Organic Chemistry Division II, Indian Institute of Chemical Technology, Uppal Road Tarnaka, Hyderabad 500607, India.
Bioorg Med Chem Lett. 2012 Jan 15;22(2):1103-6. doi: 10.1016/j.bmcl.2011.11.108. Epub 2011 Dec 13.

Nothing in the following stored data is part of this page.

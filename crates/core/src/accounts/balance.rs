//! Account balance calculations.
//!
//! The balance is never stored: it is re-derived from the movement rows on
//! every read, `balance = Σcharges − Σpayments`.

use chrono::{DateTime, Utc};
use punto_shared::types::ClientId;
use rust_decimal::Decimal;
use serde::{Deserialize, Serialize};

use super::types::{AccountMovement, MovementType};

/// Account balance folded from a client's movements.
#[derive(Debug, Clone, PartialEq, Eq, Serialize, Deserialize)]
pub struct AccountBalance {
    /// The client.
    pub client_id: ClientId,
    /// Sum of charges.
    pub total_charges: Decimal,
    /// Sum of payments.
    pub total_payments: Decimal,
    /// Net amount owed (negative means credit in favour of the client).
    pub balance: Decimal,
    /// Number of movements folded.
    pub movement_count: u64,
}

impl AccountBalance {
    /// Creates an empty balance.
    #[must_use]
    pub fn new(client_id: ClientId) -> Self {
        Self {
            client_id,
            total_charges: Decimal::ZERO,
            total_payments: Decimal::ZERO,
            balance: Decimal::ZERO,
            movement_count: 0,
        }
    }

    /// Folds a sequence of movements into a balance.
    #[must_use]
    pub fn from_movements<'a, I>(client_id: ClientId, movements: I) -> Self
    where
        I: IntoIterator<Item = &'a AccountMovement>,
    {
        movements
            .into_iter()
            .fold(Self::new(client_id), |mut acc, m| {
                acc.apply(m.movement_type, m.amount);
                acc
            })
    }

    /// Applies a single movement.
    pub fn apply(&mut self, movement_type: MovementType, amount: Decimal) {
        match movement_type {
            MovementType::Charge => self.total_charges += amount,
            MovementType::Payment => self.total_payments += amount,
        }
        self.balance = self.total_charges - self.total_payments;
        self.movement_count += 1;
    }
}

/// Running balance information for one statement line.
#[derive(Debug, Clone, Copy, PartialEq, Eq, Serialize, Deserialize)]
pub struct RunningBalance {
    /// Position in the statement (1-based, monotonically increasing).
    pub sequence: u64,
    /// Balance before this movement.
    pub previous_balance: Decimal,
    /// Balance after this movement.
    pub current_balance: Decimal,
}

impl RunningBalance {
    /// Running balance for the first line, starting from `opening`.
    #[must_use]
    pub fn first_entry(opening: Decimal, balance_change: Decimal) -> Self {
        Self {
            sequence: 1,
            previous_balance: opening,
            current_balance: opening + balance_change,
        }
    }

    /// Running balance following `previous`.
    ///
    /// `previous_balance[N] = current_balance[N-1]`.
    #[must_use]
    pub fn next_entry(previous: &Self, balance_change: Decimal) -> Self {
        Self {
            sequence: previous.sequence + 1,
            previous_balance: previous.current_balance,
            current_balance: previous.current_balance + balance_change,
        }
    }
}

/// A movement with its running balance.
#[derive(Debug, Clone, PartialEq, Eq, Serialize, Deserialize)]
pub struct StatementLine {
    /// The movement.
    pub movement: AccountMovement,
    /// Running balance after applying it.
    pub running: RunningBalance,
}

/// A client statement over an optional window.
#[derive(Debug, Clone, PartialEq, Eq, Serialize, Deserialize)]
pub struct Statement {
    /// The client.
    pub client_id: ClientId,
    /// Balance carried from movements before the window.
    pub opening_balance: Decimal,
    /// Movements inside the window, in creation order.
    pub lines: Vec<StatementLine>,
    /// Charges inside the window.
    pub total_charges: Decimal,
    /// Payments inside the window.
    pub total_payments: Decimal,
    /// Balance after the last line.
    pub closing_balance: Decimal,
}

impl Statement {
    /// Builds a statement from all movements up to the window end.
    ///
    /// Movements are ordered by `(created_at, id)`. Those created before
    /// `window_start` fold into `opening_balance`.
    #[must_use]
    pub fn build(
        client_id: ClientId,
        mut movements: Vec<AccountMovement>,
        window_start: Option<DateTime<Utc>>,
    ) -> Self {
        movements.sort_by(|a, b| a.created_at.cmp(&b.created_at).then(a.id.cmp(&b.id)));

        let (before, inside): (Vec<_>, Vec<_>) = movements
            .into_iter()
            .partition(|m| window_start.is_some_and(|start| m.created_at < start));

        let opening_balance = AccountBalance::from_movements(client_id, &before).balance;
        let window = AccountBalance::from_movements(client_id, &inside);

        let mut lines = Vec::with_capacity(inside.len());
        let mut running: Option<RunningBalance> = None;
        for movement in inside {
            let change = movement.movement_type.signed(movement.amount);
            let next = match &running {
                None => RunningBalance::first_entry(opening_balance, change),
                Some(prev) => RunningBalance::next_entry(prev, change),
            };
            running = Some(next);
            lines.push(StatementLine {
                movement,
                running: next,
            });
        }

        Self {
            client_id,
            opening_balance,
            closing_balance: running.map_or(opening_balance, |r| r.current_balance),
            total_charges: window.total_charges,
            total_payments: window.total_payments,
            lines,
        }
    }
}

#[cfg(test)]
mod tests {
    use super::*;
    use chrono::TimeZone;
    use proptest::prelude::*;
    use punto_shared::types::AccountMovementId;
    use rust_decimal_macros::dec;

    fn movement(
        id: i32,
        movement_type: MovementType,
        amount: Decimal,
        minute: u32,
    ) -> AccountMovement {
        AccountMovement {
            id: AccountMovementId::new(id),
            client_id: ClientId::new(1),
            movement_type,
            amount,
            description: format!("movement {id}"),
            created_at: Utc.with_ymd_and_hms(2026, 5, 4, 10, minute, 0).unwrap(),
        }
    }

    // ========================================================================
    // Balance fold properties
    // ========================================================================

    fn amount_strategy() -> impl Strategy<Value = Decimal> {
        (1i64..1_000_000i64).prop_map(|n| Decimal::new(n, 2))
    }

    fn movements_strategy() -> impl Strategy<Value = Vec<(bool, Decimal)>> {
        prop::collection::vec((any::<bool>(), amount_strategy()), 0..40)
    }

    fn to_movements(raw: &[(bool, Decimal)]) -> Vec<AccountMovement> {
        raw.iter()
            .enumerate()
            .map(|(i, (is_charge, amount))| {
                let kind = if *is_charge { MovementType::Charge } else { MovementType::Payment };
                #[allow(clippy::cast_possible_truncation, clippy::cast_possible_wrap)]
                let id = i as i32 + 1;
                #[allow(clippy::cast_possible_truncation)]
                let minute = (i % 60) as u32;
                movement(id, kind, *amount, minute)
            })
            .collect()
    }

    proptest! {
        #![proptest_config(ProptestConfig::with_cases(100))]

        /// Balance equals charges minus payments for any sequence.
        #[test]
        fn prop_balance_is_charges_minus_payments(raw in movements_strategy()) {
            let movements = to_movements(&raw);
            let balance = AccountBalance::from_movements(ClientId::new(1), &movements);

            let charges: Decimal = raw.iter().filter(|(c, _)| *c).map(|(_, a)| *a).sum();
            let payments: Decimal = raw.iter().filter(|(c, _)| !*c).map(|(_, a)| *a).sum();

            prop_assert_eq!(balance.balance, charges - payments);
            prop_assert_eq!(balance.movement_count as usize, raw.len());
        }

        /// Folding in batches gives the same balance as folding all at once.
        #[test]
        fn prop_balance_independent_of_batching(raw in movements_strategy(), split in 0usize..40) {
            let movements = to_movements(&raw);
            let split = split.min(movements.len());
            let (first, second) = movements.split_at(split);

            let mut batched = AccountBalance::from_movements(ClientId::new(1), first);
            for m in second {
                batched.apply(m.movement_type, m.amount);
            }
            let whole = AccountBalance::from_movements(ClientId::new(1), &movements);

            prop_assert_eq!(batched.balance, whole.balance);
        }

        /// The statement's closing balance equals the folded balance.
        #[test]
        fn prop_statement_closing_matches_balance(raw in movements_strategy()) {
            let movements = to_movements(&raw);
            let balance = AccountBalance::from_movements(ClientId::new(1), &movements);
            let statement = Statement::build(ClientId::new(1), movements, None);

            prop_assert_eq!(statement.closing_balance, balance.balance);
            for pair in statement.lines.windows(2) {
                prop_assert_eq!(pair[1].running.previous_balance, pair[0].running.current_balance);
                prop_assert_eq!(pair[1].running.sequence, pair[0].running.sequence + 1);
            }
        }
    }

    // ========================================================================
    // Unit tests for specific examples
    // ========================================================================

    #[test]
    fn test_empty_balance_is_zero() {
        let balance = AccountBalance::from_movements(ClientId::new(9), &[]);
        assert_eq!(balance.balance, Decimal::ZERO);
        assert_eq!(balance.movement_count, 0);
    }

    #[test]
    fn test_overpayment_gives_credit_balance() {
        let movements = vec![
            movement(1, MovementType::Charge, dec!(100), 0),
            movement(2, MovementType::Payment, dec!(150), 1),
        ];
        let balance = AccountBalance::from_movements(ClientId::new(1), &movements);
        assert_eq!(balance.balance, dec!(-50));
    }

    #[test]
    fn test_statement_orders_by_creation_then_id() {
        let movements = vec![
            movement(3, MovementType::Payment, dec!(30), 5),
            movement(2, MovementType::Charge, dec!(50), 2),
            movement(1, MovementType::Charge, dec!(100), 2),
        ];
        let statement = Statement::build(ClientId::new(1), movements, None);

        let ids: Vec<i32> = statement.lines.iter().map(|l| l.movement.id.0).collect();
        assert_eq!(ids, vec![1, 2, 3]);
        assert_eq!(statement.lines[0].running.current_balance, dec!(100));
        assert_eq!(statement.lines[1].running.current_balance, dec!(150));
        assert_eq!(statement.lines[2].running.current_balance, dec!(120));
        assert_eq!(statement.closing_balance, dec!(120));
    }

    #[test]
    fn test_statement_window_carries_opening_balance() {
        let movements = vec![
            movement(1, MovementType::Charge, dec!(100), 0),
            movement(2, MovementType::Payment, dec!(40), 10),
            movement(3, MovementType::Charge, dec!(25), 20),
        ];
        let start = Utc.with_ymd_and_hms(2026, 5, 4, 10, 5, 0).unwrap();
        let statement = Statement::build(ClientId::new(1), movements, Some(start));

        assert_eq!(statement.opening_balance, dec!(100));
        assert_eq!(statement.lines.len(), 2);
        assert_eq!(statement.lines[0].running.previous_balance, dec!(100));
        assert_eq!(statement.total_charges, dec!(25));
        assert_eq!(statement.total_payments, dec!(40));
        assert_eq!(statement.closing_balance, dec!(85));
    }

    #[test]
    fn test_empty_window_closes_at_opening() {
        let movements = vec![movement(1, MovementType::Charge, dec!(70), 0)];
        let start = Utc.with_ymd_and_hms(2026, 6, 1, 0, 0, 0).unwrap();
        let statement = Statement::build(ClientId::new(1), movements, Some(start));
        assert!(statement.lines.is_empty());
        assert_eq!(statement.closing_balance, dec!(70));
    }
}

An efficient synthesis of antischistosomal drug praziquantel and analogues was achieved and the synthetic route designed was to afford structurally diverse analogues for better structure-activity relationship understanding. Total of nineteen PZQ analogues with structural variations at amide, piperazine and aromatic moieties have been synthesized and fully characterized. Among all the new analogues tested for antischistosomal activity, one dimethoxy tetrahydroisoquinoline analogue and two tetrahydro-β-carboline analogues exhibited moderate activity against adult Schistosoma mansoni. Tetrahydro-β-carboline analogues showed moderate activity whereas the presence of p-trifluoromethylbenzoyl and p-toluenesulphonyl moieties resulted in complete suppression of antischistosomal activity.
实现了抗血吸虫病药物吡喹酮及其类似物的高效合成,所设计的合成路线旨在提供结构多样的类似物,以更好地了解结构-活性关系。共合成并充分表征了 19 种具有酰胺、哌嗪和芳基结构变化的 PZQ 类似物。在所有测试抗血吸虫活性的新类似物中,一种二甲氧基四氢异喹啉类似物和两种四氢-β-咔啉类似物对曼氏血吸虫成虫表现出中等活性。四氢-β-咔啉类似物表现出中等活性,而存在对三氟甲基苯甲酰基和对甲苯磺酰基部分则完全抑制抗血吸虫活性。